Bioscience Firm To Revive Woolly Mammoths In Attempt To Restore Tundra Ecosystem

New bioscience company Colossal has raised $ 15 million to revive woolly mammoths and restore them to the Arctic tundra. Scientists say the first calves to get involved in the fight against climate change could come in six years.
It has been suggested in the past that prehistoric mammals could be cloned based on DNA obtained from their remains and thus revived. What is more, there have already been attempts to do so, and cloning of extinct animals has also begun.
The new proposal is part of wider “de-extinction” or “rewilding” efforts that attempt to reintroduce extinct animal species in their natural habitats. According to the initiators, the emerging technology could help restore damaged ecosystems, slowing down or even halting the effects of climate change.

Colossal chief executive and co-founder Ben Lamm said they planned to “harness the power” of de-extinction technology to “rebuild ecosystems, heal our Earth and preserve its future”.
“In addition to bringing back ancient extinct species like the woolly mammoth, we will be able to leverage our technologies to help preserve critically endangered species,” Mr Lamm said in a statement.
In essence, the team plans to create embryos under laboratory conditions that carry some of the mammoth DNA. As a first step, they would take samples from Asian elephants – which are now close to extinction and are distant relatives of mammoths – and “reprogram” them in such a way that the mammoth’s genome becomes part of them.
They will primarily transplant those genes that were responsible for the mammoth’s hair, adipose tissues, and adaptation to cold climates in general. The embryos thus created would then be planted in a female elephant or an artificial uterus.
If everything progresses as planned, the first mammoth-elephant calves could be born within six years.

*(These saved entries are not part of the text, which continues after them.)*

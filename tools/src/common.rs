// Copyright (c) 2023 The TQUIC Authors.
//
// Licensed under the Apache License, Version 2.0 (the "License");
// you may not use this file except in compliance with the License.
// You may obtain a copy of the License at
//
//     http://www.apache.org/licenses/LICENSE-2.0
//
// Unless required by applicable law or agreed to in writing, software
// distributed under the License is distributed on an "AS IS" BASIS,
// WITHOUT WARRANTIES OR CONDITIONS OF ANY KIND, either express or implied.
// See the License for the specific language governing permissions and
// limitations under the License.

use std::collections::VecDeque;
use std::fs::File;

use log::trace;
use rand::Rng;
use statrs::statistics::Data;
use statrs::statistics::Distribution;
use statrs::statistics::Max;
use statrs::statistics::Min;
use statrs::statistics::OrderStatistics;

pub type Result<T> = std::result::Result<T, Box<dyn std::error::Error>>;

/// Return the log target, `stderr` if no file is specified.
pub fn log_target(log_file: &Option<String>) -> Result<env_logger::Target> {
    Ok(match log_file {
        Some(path) => env_logger::Target::Pipe(Box::new(File::create(path)?)),
        None => env_logger::Target::Stderr,
    })
}

/// A segment travelling over the simulated link.
#[derive(Debug, Clone, Copy, PartialEq, Eq)]
pub struct Segment {
    /// Index of the sending flow.
    pub flow: usize,

    /// Send time in microseconds.
    pub sent_at: u64,

    /// Time the ACK, or the loss notification, reaches the sender.
    pub ack_at: u64,

    /// Whether the link dropped the segment.
    pub lost: bool,
}

/// A bottleneck link with a drop-tail buffer, random loss and outages.
pub struct Link {
    /// Serialization time of a segment in microseconds.
    service_us: u64,

    /// Round trip propagation delay in microseconds.
    base_rtt_us: u64,

    /// Buffer size in segments.
    buffer: usize,

    /// Random loss probability.
    loss: f64,

    /// The link is busy until this time.
    busy_until: u64,

    /// Segments in departure order.
    queue: VecDeque<Segment>,
}

impl Link {
    /// Create a link of `rate` segments per second.
    pub fn new(rate: u64, base_rtt_ms: u64, buffer: usize, loss: f64) -> Self {
        Self {
            service_us: 1_000_000 / rate.max(1),
            base_rtt_us: base_rtt_ms * 1000,
            buffer: buffer.max(1),
            loss: loss.clamp(0.0, 1.0),
            busy_until: 0,
            queue: VecDeque::new(),
        }
    }

    pub fn base_rtt_us(&self) -> u64 {
        self.base_rtt_us
    }

    /// Number of segments queued at the bottleneck at `now`.
    pub fn backlog(&self, now: u64) -> usize {
        (self.busy_until.saturating_sub(now) / self.service_us.max(1)) as usize
    }

    /// Send a segment at `now`. During an outage every segment is lost.
    pub fn send(&mut self, flow: usize, now: u64, outage: bool) {
        let dropped = outage
            || self.backlog(now) >= self.buffer
            || (self.loss > 0.0 && rand::thread_rng().gen_bool(self.loss));

        let ack_at = if dropped {
            // The sender notices after about one round trip.
            now + self.base_rtt_us + self.service_us
        } else {
            self.busy_until = self.busy_until.max(now) + self.service_us;
            self.busy_until + self.base_rtt_us
        };

        trace!("link: flow {} segment sent at {} ack at {} lost {}", flow, now, ack_at, dropped);
        let seg = Segment {
            flow,
            sent_at: now,
            ack_at,
            lost: dropped,
        };

        // Keep the queue sorted by ACK arrival.
        let pos = self.queue.partition_point(|s| s.ack_at <= ack_at);
        self.queue.insert(pos, seg);
    }

    /// Pop the next segment whose ACK arrived by `now`.
    pub fn poll(&mut self, now: u64) -> Option<Segment> {
        match self.queue.front() {
            Some(seg) if seg.ack_at <= now => self.queue.pop_front(),
            _ => None,
        }
    }
}

/// Print min, max, mean and percentiles of the samples.
pub fn print_summary(name: &str, samples: &[f64]) {
    if samples.is_empty() {
        println!("{}: no samples", name);
        return;
    }

    let mut s = Data::new(samples.to_vec());
    println!("{}:", name);
    println!(
        "\tmin: {:.2}, max: {:.2}, mean: {:.2}, sd: {:.2}",
        s.min(),
        s.max(),
        s.mean().unwrap_or_default(),
        s.std_dev().unwrap_or_default(),
    );
    println!(
        "\tmedian: {:.2}, p80: {:.2}, p90: {:.2}, p99: {:.2}",
        s.median(),
        s.percentile(80),
        s.percentile(90),
        s.percentile(99)
    );
}

#[cfg(test)]
mod tests {
    use super::*;

    #[test]
    fn link_serializes_segments() {
        let mut link = Link::new(1000, 10, 2, 0.0);
        link.send(0, 0, false);
        link.send(0, 0, false);
        assert_eq!(link.backlog(0), 2);

        // Buffer full.
        link.send(0, 0, false);
        // Outage.
        link.send(1, 5000, true);

        let acks: Vec<Segment> = std::iter::from_fn(|| link.poll(20_000)).collect();
        assert_eq!(acks.len(), 4);
        assert_eq!(acks[0].ack_at, 11_000);
        assert_eq!(acks[1].ack_at, 11_000);
        assert!(acks[1].lost);
        assert_eq!(acks[2].ack_at, 12_000);
        assert!(!acks[2].lost);
        assert!(acks[3].lost);
        assert_eq!(acks[3].flow, 1);
        assert!(link.poll(u64::MAX).is_none());
    }
}
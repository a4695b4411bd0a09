// Copyright (c) 2023 The TQUIC Authors.
//
// Licensed under the Apache License, Version 2.0 (the "License");
// you may not use this file except in compliance with the License.
// You may obtain a copy of the License at
//
//     http://www.apache.org/licenses/LICENSE-2.0
//
// Unless required by applicable law or agreed to in writing, software
// distributed under the License is distributed on an "AS IS" BASIS,
// WITHOUT WARRANTIES OR CONDITIONS OF ANY KIND, either express or implied.
// See the License for the specific language governing permissions and
// limitations under the License.

use std::sync::Arc;
use std::time::Duration;

use criterion::black_box;
use criterion::criterion_group;
use criterion::criterion_main;
use criterion::Criterion;

use leocc::congestion_control::cubic_root;
use leocc::congestion_control::Cubic;
use leocc::congestion_control::CubicConfig;
use leocc::connection::Ack;
use leocc::connection::HostRecord;
use leocc::time_sync::ManualClock;
use leocc::time_sync::Stamp;
use leocc::timer_queue::TimerQueue;
use leocc::Config;
use leocc::CongestionController;
use leocc::Engine;

pub fn cubic_root_benchmark(c: &mut Criterion) {
    c.bench_function("cubic root", |b| {
        let mut a: u64 = 1;
        b.iter(|| {
            a = a.wrapping_mul(6364136223846793005).wrapping_add(1);
            black_box(cubic_root(a >> 20))
        })
    });
}

pub fn cubic_on_ack_benchmark(c: &mut Criterion) {
    let config = Config::new();
    let mut cubic = Cubic::new(CubicConfig::from(config.congestion()));
    let mut host = HostRecord::new(10);
    host.ssthresh = 100;
    host.cwnd = 100;
    cubic.init(&mut host, Stamp::new(0, 0));
    cubic.on_congestion_event(&host, Stamp::new(0, 0));

    let mut ticks = 0_u32;
    c.bench_function("cubic on_ack", |b| {
        b.iter(|| {
            ticks = ticks.wrapping_add(1);
            host.in_flight = host.cwnd;
            cubic.on_ack(&mut host, 1, Stamp::new(ticks, ticks.wrapping_mul(1000)));
            // Keep the window in a steady range.
            if host.cwnd > 10_000 {
                host.cwnd = 100;
            }
        })
    });
}

pub fn engine_on_ack_benchmark(c: &mut Criterion) {
    let clock = Arc::new(ManualClock::new(
        Duration::from_secs(1_700_000_040),
        Duration::from_secs(1000),
    ));
    let engine = Engine::new(Config::new(), clock.clone());
    let id = match engine.register(HostRecord::new(10)) {
        Ok(id) => id,
        Err(e) => panic!("register: {}", e),
    };

    c.bench_function("engine on_ack", |b| {
        b.iter(|| {
            let _ = engine.with_host(id, |h| {
                h.send(2);
                h.acknowledge(1);
            });
            black_box(engine.on_ack(id, Ack::new(1, Some(40_000)))).ok();
        })
    });
}

pub fn timer_queue_benchmark(c: &mut Criterion) {
    let mut tq = TimerQueue::new();
    const RANGE: u64 = 10_000;
    for i in 0..RANGE {
        tq.add(i, i * 15);
    }

    c.bench_function("timer queue remaining", |b| {
        b.iter(|| tq.time_remaining(black_box(1000)))
    });
}

criterion_group!(
    benches,
    cubic_root_benchmark,
    cubic_on_ack_benchmark,
    engine_on_ack_benchmark,
    timer_queue_benchmark,
);
criterion_main!(benches);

“Our goal is to make a cold-resistant elephant, but it is going to look and behave like a mammoth. Not because we are trying to trick anybody, but because we want something that is functionally equivalent to the mammoth, that will enjoy its time at -40C, and do all the things that elephants and mammoths do, in particular knocking down trees,” Colossal co-founder George Church told The Guardian.
The team believes introducing herds of elephant-mammoth hybrids to the Arctic tundra could help restore the degraded habitat and mitigate some of the impacts of the climate crisis. For instance, by knocking down trees, the animals might help to restore the former vast Arctic grasslands.
Not all scientists agree, however. “My personal thinking is that the justifications given – the idea that you could geoengineer the Arctic environment using a herd of mammoths – isn’t plausible,” said Dr Victoria Herridge, an evolutionary biologist at the Natural History Museum.
“The scale at which you’d have to do this experiment is enormous. You are talking about hundreds of thousands of mammoths which each take 22 months to gestate and 30 years to grow to maturity.”
Whether Asian elephants would want to breed with the hybrids is also a question. “We might have to give them a little shave,” said Church.

Gareth Phoenix, professor of plant and global change ecology at the University of Sheffield, said: “While we do need a multitude of different approaches to stop climate change, we also need to initiate solutions responsibly to avoid unintended damaging consequences. That’s a huge challenge in the vast Arctic where you have different ecosystems existing under different environmental conditions.
“For instance, mammoths are proposed as a solution to help stop permafrost thaw because they will remove trees, trample and compact the ground and convert landscapes to grassland, which can help keep the ground cool. However, we know in the forested Arctic regions that trees and moss cover can be critical in protecting permafrost, so removing the trees and trampling the moss would be the last thing you’d want to do.”
Is it a good idea then, after all? Well, you decide.